Today it’s at $800,000,000 in ARR growing a healthy 29%, and a strong 18.5% EBITDA.  But with a lot of telephony and comms bills to pay, gross margins are relatively low at 52%, which is out of fashion at the moment, so Five9 trades at a $3.3 Billion, or about 4x ARR.  It should be higher, but these are the times we are in.  Growth is down a bit, but not dramatically from the 33% annual growth at $550m in ARR.

5 Interesting Learnings:

#1.  134+ $1m customers, 86% enterprise.  Five9 has fully moved from an SMB product to a true enterprise one, now with well over 100 million dollar customers.

#2.  NRR down a smidge, but still above where it was pre-Covid.  Some Cloud and SaaS leaders like Twilio have seen bigger NRR hits in the current macro environment, but so far, it’s been muted for Five9.  Annual contracts, though, can certainly mask some of this for another few quarters.

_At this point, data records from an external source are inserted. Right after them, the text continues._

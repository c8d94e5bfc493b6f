//! Export ingestion.
//!
//! Finds export files on disk, parses them in parallel and funnels the
//! results through the `SummaryRepository`. This is the only place where
//! data-quality errors are turned into "skip the file"; invariant
//! violations abort the whole batch.

pub mod money;
pub mod parser;
pub mod repository;

use rayon::prelude::*;
use serde::{Deserialize, Serialize};
use std::path::{Path, PathBuf};
use tracing::{debug, info, warn};
use walkdir::WalkDir;

use crate::types::{SummaryError, TournamentSummary};
use parser::SummaryParser;
use repository::{without_freerolls, SummaryRepository};

// ---------------------------------------------------------------------------
// Crawling
// ---------------------------------------------------------------------------

/// Which files count as tournament exports.
#[derive(Debug, Clone)]
pub struct CrawlOptions {
    pub follow_symlinks: bool,
    /// Required file name prefix (e.g. "GG").
    pub file_prefix: String,
    /// Required extension, compared case-insensitively.
    pub file_extension: String,
}

impl Default for CrawlOptions {
    fn default() -> Self {
        Self {
            follow_symlinks: true,
            file_prefix: "GG".to_string(),
            file_extension: "txt".to_string(),
        }
    }
}

impl CrawlOptions {
    pub fn is_eligible(&self, path: &Path) -> bool {
        let name_ok = path
            .file_name()
            .and_then(|n| n.to_str())
            .map(|n| n.starts_with(&self.file_prefix))
            .unwrap_or(false);
        let ext_ok = path
            .extension()
            .and_then(|e| e.to_str())
            .map(|e| e.eq_ignore_ascii_case(&self.file_extension))
            .unwrap_or(false);
        name_ok && ext_ok
    }
}

/// Collect eligible export files under `dirs`, in a deterministic order.
pub fn crawl_files(dirs: &[PathBuf], options: &CrawlOptions) -> Vec<PathBuf> {
    let mut files = Vec::new();
    for dir in dirs {
        if !dir.is_dir() {
            warn!(path = %dir.display(), "Data directory not found, skipping");
            continue;
        }
        let walker = WalkDir::new(dir)
            .follow_links(options.follow_symlinks)
            .sort_by_file_name();
        for entry in walker.into_iter() {
            let entry = match entry {
                Ok(e) => e,
                Err(e) => {
                    debug!(error = %e, "Skipping unreadable directory entry");
                    continue;
                }
            };
            if entry.file_type().is_file() && options.is_eligible(entry.path()) {
                files.push(entry.into_path());
            }
        }
    }
    info!(count = files.len(), "Export files found");
    files
}

// ---------------------------------------------------------------------------
// Ingestion
// ---------------------------------------------------------------------------

/// A file that was skipped because of a data error.
#[derive(Debug, Clone, Serialize, Deserialize)]
pub struct SkippedFile {
    pub path: PathBuf,
    pub reason: String,
}

/// Result of ingesting a batch of files.
#[derive(Debug, Clone)]
pub struct IngestReport {
    /// Unique summaries in canonical order.
    pub summaries: Vec<TournamentSummary>,
    pub files_seen: usize,
    pub skipped: Vec<SkippedFile>,
    pub duplicates: usize,
    pub conflicts: usize,
    pub freerolls_dropped: usize,
}

impl IngestReport {
    /// True when no valid record survived ("nothing to analyze").
    pub fn is_empty(&self) -> bool {
        self.summaries.is_empty()
    }
}

enum FileOutcome {
    Parsed(TournamentSummary),
    Skipped(SkippedFile),
}

/// Parse `paths` in parallel and build the deduplicated, sorted sequence.
///
/// Recoverable errors skip the file with a warning. The first invariant
/// violation aborts the batch and is returned.
pub fn ingest(
    paths: &[PathBuf],
    parser: &SummaryParser,
    include_freerolls: bool,
) -> Result<IngestReport, SummaryError> {
    let mut ordered: Vec<&PathBuf> = paths.iter().collect();
    ordered.sort();
    ordered.dedup();

    let outcomes = ordered
        .par_iter()
        .map(|path| match parser.parse_file(path) {
            Ok(summary) => Ok(FileOutcome::Parsed(summary)),
            Err(e) if e.is_recoverable() => {
                warn!(path = %path.display(), error = %e, "Skipping export file");
                Ok(FileOutcome::Skipped(SkippedFile {
                    path: path.to_path_buf(),
                    reason: e.to_string(),
                }))
            }
            Err(e) => Err(e),
        })
        .collect::<Result<Vec<_>, SummaryError>>()?;

    let mut repo = SummaryRepository::new();
    let mut skipped = Vec::new();
    for outcome in outcomes {
        match outcome {
            FileOutcome::Parsed(summary) => {
                repo.insert(summary);
            }
            FileOutcome::Skipped(file) => skipped.push(file),
        }
    }

    let duplicates = repo.duplicates();
    let conflicts = repo.conflicts();
    let mut summaries = repo.into_sorted();
    let mut freerolls_dropped = 0;
    if !include_freerolls {
        let before = summaries.len();
        summaries = without_freerolls(summaries);
        freerolls_dropped = before - summaries.len();
    }

    info!(
        files = ordered.len(),
        summaries = summaries.len(),
        skipped = skipped.len(),
        duplicates,
        conflicts,
        freerolls_dropped,
        "Ingestion complete"
    );

    Ok(IngestReport {
        summaries,
        files_seen: ordered.len(),
        skipped,
        duplicates,
        conflicts,
        freerolls_dropped,
    })
}

// ---------------------------------------------------------------------------
// Tests
// ---------------------------------------------------------------------------

#[cfg(test)]
mod tests {
    use super::*;

    #[test]
    fn test_eligibility_by_prefix_and_extension() {
        let opts = CrawlOptions::default();
        assert!(opts.is_eligible(Path::new("/data/GG20240302 - Tournament #1.txt")));
        assert!(opts.is_eligible(Path::new("GG1.TXT")));
        assert!(!opts.is_eligible(Path::new("notes.txt")));
        assert!(!opts.is_eligible(Path::new("GG20240302.csv")));
    }

    #[test]
    fn test_crawl_missing_directory_is_empty() {
        let files = crawl_files(
            &[PathBuf::from("/nonexistent/pokercraft_dir_xyz")],
            &CrawlOptions::default(),
        );
        assert!(files.is_empty());
    }
}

#3.  International Growth Exceeding North America.  I track this closely mainly because I see so many founders not focus as much here as they could.  SaaS works everywhere, at least for most apps.  It’s harder in telecom and even harder in fintech, but still — go as global as you can.  It can really, really boost your revenues.  The majority of HubSpot’s revenue is international, for example, and for Five9, its international bookings grew 78% last quarter and revenue 40%, far higher than the overall.

#4.  Hitting The “Rule of 40” and Operating Cash Flow Positive, But Maybe Not Enough Cash Being Generated.  Five9 is executing at a very high level, but clearly, Wall Street wants more.  And what is probably wants is even more cash flow.  While Five9 is cash-flow positive, its cash flow margins have dipped.  The public markets probably want to see more progress toward 20%, not a partial step back.

#5.  Lower Gross Margins Compress Amounts to Spend on Sales, Marketing, and Engineering.  The chart below illustrates the tougher challenge Cloud and SaaS companies with lower gross margins face today.  There just isn’t as much “room” to spend on …people.  To get profitable, Five9 is only spending 10% of its revenues on R&D, i.e. engineering, much less than the 15%-20% others do.  And only 26% on Sales & Marketing, which is still a lot, but less than others.   When your gross margins are 52% and even 61% “adjusted,” that leaves 20% less of each dollar to spend on sales, engineering, and marketing than a traditional software or SaaS company at 80% margins has.

So boy, if Five9 shows anything, it’s how much tougher the world is today.  Just over a year ago, Zoom wanted to buy them for almost $15 Billion, and all anyone cared about was growth, growth, growth.  Today, Five9 is growing at 29% at $800,000,000 in ARR … and yet trades at just 4x revenues.  Why?  The markets just want it all today.  And then some.